Three HEDIS measures are SCHIP specific, while the CAHPS measures are not because the state does not conduct a member satisfaction survey for SCHIP separately. It is interesting that a negative association is observed both for HEDIS and CAHPS measures. There are three potential explanations. First, it is possible that the SCHIP product line quality might result from the spillover effect when health plans set the quality level for other product lines. It is not an easy task for plans to implement these separate decisions because different products often share the same group of providers, which is one of the reasons that the measures of other product lines are highly correlated with those of the SCHIP product line.
Second, SCHIP competition and prices are highly correlated with those of other product lines. Because population is one of the primary determinants of the demand for health insurance, it is highly possible that competition in different product lines is very similar. The state government uses plans' previous cost experience to set prices, and consequently, the prices could also be highly correlated to those of other product lines.
Third, the results could be affected by physician market competition. Health plans can affect physicians' quality of care through different management tools or contractual arrangements, but the extent to which a health plan can affect the physicians' quality at the market level remains largely unknown. In the physician market, competition generally takes the form of price competition, where more competition can lead to either higher or lower quality.

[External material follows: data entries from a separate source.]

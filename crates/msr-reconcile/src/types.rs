use msr_model::{ConfigNode, Operation, ResourceAddress};
use serde::Serialize;

/// Lifecycle of the hosting process as seen by handlers.
#[derive(Clone, Copy, Debug, PartialEq, Eq, Serialize)]
#[serde(rename_all = "kebab-case")]
pub enum ProcessState {
    /// Replaying persisted configuration; every step is model-only.
    Booting,
    Running,
    /// Tree changes are committed but some runtime state only catches up on reload.
    ReloadRequired,
}

/// Result of one step against the tree.
#[derive(Clone, Copy, Debug, PartialEq, Eq, Serialize)]
#[serde(rename_all = "kebab-case")]
pub enum StepStatus {
    Applied,
    /// Target already in the requested state (idempotent add, absent forwarded remove).
    NoOp,
}

/// Why a step left the runtime untouched.
#[derive(Clone, Copy, Debug, PartialEq, Eq, Serialize)]
#[serde(rename_all = "kebab-case")]
pub enum SkipReason {
    NoOp,
    HandlerPolicy,
    Booting,
    ExternalReference,
    ServerNotLive,
}

#[derive(Clone, Copy, Debug, PartialEq, Eq, Serialize)]
#[serde(rename_all = "kebab-case")]
pub enum RuntimeStep {
    Applied,
    Skipped(SkipReason),
}

#[derive(Clone, Debug, PartialEq, Serialize)]
pub struct StepReport {
    pub operation: Operation,
    pub status: StepStatus,
    pub runtime: RuntimeStep,
    /// Injected by the legacy shim rather than requested by the caller.
    pub forwarded: bool,
}

/// Everything a committed transaction did.
#[derive(Clone, Debug, Default, PartialEq, Serialize)]
pub struct Outcome {
    pub steps: Vec<StepReport>,
    pub warnings: Vec<String>,
    pub reload_required: bool,
}

impl Outcome {
    /// `true` when no step changed the tree.
    pub fn is_noop(&self) -> bool {
        self.steps.iter().all(|s| s.status == StepStatus::NoOp)
    }

    /// Report of the last caller-requested step.
    pub fn primary(&self) -> Option<&StepReport> {
        self.steps.iter().rev().find(|s| !s.forwarded)
    }

    pub fn forwarded(&self) -> Vec<&ResourceAddress> {
        self.steps
            .iter()
            .filter(|s| s.forwarded)
            .map(|s| &s.operation.address)
            .collect()
    }

    pub fn runtime_applied(&self) -> usize {
        self.steps
            .iter()
            .filter(|s| s.runtime == RuntimeStep::Applied)
            .count()
    }
}

/// Node state around one step: `before` is absent for an add, `after` for a
/// remove.
#[derive(Clone, Debug, Default, PartialEq)]
pub struct NodeSnapshot {
    pub before: Option<ConfigNode>,
    pub after: Option<ConfigNode>,
    /// Which runtime path the step took, for handlers whose recovery depends on it.
    pub note: Option<&'static str>,
}

impl NodeSnapshot {
    /// Whichever side exists, preferring the post-step node.
    pub fn node(&self) -> Option<&ConfigNode> {
        self.after.as_ref().or(self.before.as_ref())
    }
}
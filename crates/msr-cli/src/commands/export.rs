use std::fs::File;
use std::io;

use anyhow::{Context, Result};
use msr_artifacts::export_model;

use super::{boot_in_memory, load};

pub fn export(config_paths: &[String], out: &str) -> Result<()> {
    let (loaded, settings) = load(config_paths)?;
    let controller = boot_in_memory(&settings)?;

    let staging = std::env::temp_dir().join("msr-exports");
    let mut artifact = export_model(&staging, &loaded.config_hash, controller.tree().to_json())?;
    let mut dest = File::create(out).with_context(|| format!("create export failed: {out}"))?;
    let bytes = io::copy(&mut artifact, &mut dest).context("copy export failed")?;
    artifact.close();

    println!("export_written={out}");
    println!("bytes={bytes}");
    println!("config_hash={}", loaded.config_hash);
    Ok(())
}
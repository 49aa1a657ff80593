//! Typed view of the merged configuration document.
//!
//! ```yaml
//! subsystem:
//!   legacy_compatibility: true
//! cluster:
//!   user: admin
//!   password_env: MSR_CLUSTER_PASSWORD
//! servers:
//!   default:
//!     attributes: { persistence-enabled: false }
//!     resources:
//!       "remote-acceptor=netty": { socket-binding: messaging }
//!       "queue=q1": { durable: true }
//!       "security-setting=#/role=guest": { send: true, consume: true }
//! external_connectors:
//!   "remote-connector=upstream": { socket-binding: upstream }
//! ```

use msr_model::Attributes;
use serde::{Deserialize, Serialize};
use std::collections::BTreeMap;

#[derive(Debug, Clone, Default, PartialEq, Serialize, Deserialize)]
#[serde(deny_unknown_fields)]
pub struct SubsystemConfig {
    #[serde(default)]
    pub subsystem: SubsystemSettings,
    #[serde(default)]
    pub cluster: ClusterSettings,
    #[serde(default)]
    pub servers: BTreeMap<String, ServerSettings>,
    /// Root-level connectors, keyed by relative address (`remote-connector=x`).
    #[serde(default)]
    pub external_connectors: BTreeMap<String, Attributes>,
}

#[derive(Debug, Clone, PartialEq, Serialize, Deserialize)]
#[serde(deny_unknown_fields)]
pub struct SubsystemSettings {
    /// Forward removal of current-schema groups to their legacy counterparts.
    #[serde(default = "default_true")]
    pub legacy_compatibility: bool,
}

impl Default for SubsystemSettings {
    fn default() -> Self {
        Self {
            legacy_compatibility: true,
        }
    }
}

/// Cluster credential sources. Only env var NAMES live here.
#[derive(Debug, Clone, Default, PartialEq, Serialize, Deserialize)]
#[serde(deny_unknown_fields)]
pub struct ClusterSettings {
    #[serde(default)]
    pub user: Option<String>,
    #[serde(default)]
    pub password_env: Option<String>,
}

#[derive(Debug, Clone, Default, PartialEq, Serialize, Deserialize)]
#[serde(deny_unknown_fields)]
pub struct ServerSettings {
    #[serde(default)]
    pub attributes: Attributes,
    /// Child resources keyed by address relative to the server, e.g.
    /// `queue=q1` or `security-setting=#/role=guest`.
    #[serde(default)]
    pub resources: BTreeMap<String, Attributes>,
}

fn default_true() -> bool {
    true
}
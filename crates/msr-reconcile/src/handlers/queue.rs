//! Queues.
//!
//! A queue added while its server is live is deployed on the broker and owned
//! by a queue service; removing the service destroys the queue. Queues that
//! reached the broker any other way (started with the server, created on the
//! broker directly) have no service; removing those falls back to the
//! broker's native destroy.

use std::sync::Arc;

use msr_model::{KindFamily, OpKind, Operation, QueueDefinition, ServiceName};
use msr_runtime::{RuntimeActionError, ServiceDescriptor, ServiceKind};
use tracing::{debug, warn};

use super::{config_value, install_replacing_stale, mark_reload, remove_quietly, server_and_name};
use crate::context::OperationContext;
use crate::error::OperationFailure;
use crate::handler::{always, no_recovery, HandlerKey, HandlerRegistry, StepHandler};
use crate::types::NodeSnapshot;

const VIA_SERVICE: &str = "queue-service";
const VIA_NATIVE_DESTROY: &str = "native-destroy";

pub(super) fn register(reg: &mut HandlerRegistry) {
    reg.register(
        HandlerKey::current(KindFamily::Queue, OpKind::Add),
        StepHandler {
            requires_runtime: always,
            perform_runtime: add,
            recover_on_rollback: undo_add,
        },
    );
    reg.register(
        HandlerKey::current(KindFamily::Queue, OpKind::Remove),
        StepHandler {
            requires_runtime: always,
            perform_runtime: remove,
            recover_on_rollback: undo_remove,
        },
    );
    reg.register(
        HandlerKey::current(KindFamily::Queue, OpKind::WriteAttribute),
        StepHandler {
            requires_runtime: always,
            perform_runtime: mark_reload,
            recover_on_rollback: no_recovery,
        },
    );
}

/// Creates the queue on the live broker and installs the queue service that
/// owns it. Removing the service destroys the queue again.
fn deploy_with_service(
    ctx: &OperationContext<'_>,
    op: &Operation,
    server: &str,
    name: &str,
    definition: &QueueDefinition,
) -> Result<(), OperationFailure> {
    let broker = ctx
        .live_broker(server)
        .ok_or_else(|| OperationFailure::NotMaterialized {
            server: server.to_string(),
        })?;
    broker
        .deploy_queue(definition)
        .map_err(|e| OperationFailure::runtime(&op.address, e))?;
    let descriptor = ServiceDescriptor::new(ServiceKind::Queue, server)
        .requires(ServiceName::server(server))
        .with_broker(Arc::clone(&broker))
        .with_config(config_value(definition));
    if let Err(err) = install_replacing_stale(ctx, ServiceName::queue(server, name), descriptor) {
        if let Err(e) = broker.destroy_queue(name) {
            warn!(queue = name, error = %e, "could not destroy queue after failed service install");
        }
        return Err(err);
    }
    Ok(())
}

fn add(
    ctx: &mut OperationContext<'_>,
    op: &Operation,
    snap: &NodeSnapshot,
) -> Result<(), OperationFailure> {
    let (server, name) = server_and_name(&op.address)?;
    let node = snap.after.as_ref().ok_or_else(|| OperationFailure::NotFound {
        address: op.address.to_string(),
    })?;
    deploy_with_service(ctx, op, server, name, &QueueDefinition::from_node(node))
}

fn undo_add(ctx: &mut OperationContext<'_>, op: &Operation, _: &NodeSnapshot) {
    if let Ok((server, name)) = server_and_name(&op.address) {
        remove_quietly(ctx, &ServiceName::queue(server, name));
    }
}

fn remove(
    ctx: &mut OperationContext<'_>,
    op: &Operation,
    _: &NodeSnapshot,
) -> Result<(), OperationFailure> {
    let (server, name) = server_and_name(&op.address)?;
    let service = ServiceName::queue(server, name);
    let existing = ctx.registry().lookup(&service);
    match existing {
        Some(entry) if entry.is_up() => {
            ctx.registry().remove(&service)?;
            ctx.note(VIA_SERVICE);
            return Ok(());
        }
        Some(_) => {
            // left behind by a cascade; the queue itself lives on natively
            debug!(service = %service, "dropping stale queue service");
            ctx.registry().remove(&service)?;
        }
        None => {}
    }

    let broker = ctx
        .live_broker(server)
        .ok_or_else(|| OperationFailure::NotMaterialized {
            server: server.to_string(),
        })?;
    match broker.destroy_queue(name) {
        Ok(()) => {
            ctx.note(VIA_NATIVE_DESTROY);
            Ok(())
        }
        Err(RuntimeActionError::Unsupported { capability }) => {
            Err(OperationFailure::CapabilityMissing { capability })
        }
        Err(e) => {
            ctx.warn(format!(
                "queue '{name}' removed from configuration but not from the broker: {e}"
            ));
            Ok(())
        }
    }
}

fn undo_remove(ctx: &mut OperationContext<'_>, op: &Operation, snap: &NodeSnapshot) {
    let (Ok((server, name)), Some(node)) = (server_and_name(&op.address), snap.before.as_ref())
    else {
        return;
    };
    let definition = QueueDefinition::from_node(node);
    let result = match snap.note {
        Some(VIA_SERVICE) => deploy_with_service(ctx, op, server, name, &definition),
        Some(VIA_NATIVE_DESTROY) => match ctx.live_broker(server) {
            Some(broker) => broker
                .deploy_queue(&definition)
                .map_err(|e| OperationFailure::runtime(&op.address, e)),
            None => Ok(()),
        },
        _ => Ok(()),
    };
    if let Err(e) = result {
        warn!(address = %op.address, error = %e, "rollback could not restore queue");
    }
}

Therefore, given the limited extent to which health plans can affect the providers' quality, the negative association between competition and quality in the health plan market might result from the same association in physician markets where more price competition could be associated with lower quality.
In addition to the possible explanations discussed above, there are limitations that would limit our ability to explain the findings. First, the quality measures used in this study are not risk adjusted. In other words, we are not able to tease out the consumers' effect on the quality of care. Second, the sample sizes are relatively small. Although the regressions have a fairly large explanatory power, there are only 62 markets in the first-stage regression and 29 in the second-stage regressions. New York State has been releasing managed care plan quality reports since 1994, and it is possible that we can conduct a longitudinal study. However, there are other issues with these data. For example, the quality measures change from year to year, and some plans have merged during a relatively long time frame.
Although further study is needed, it seems likely that pricing policy is a constraint on quality production, as suggested by the positive correlation between price labor cost ratio and quality of care across pricing regions and the absence of a positive association between nonprice competition and quality as was observed in the hospital industry before 1983. However, we should avoid a causal interpretation, and it is likely that before the state government started its policy, the quality distribution was similar to what we find here, and the policy itself has only been reinforcing this pattern.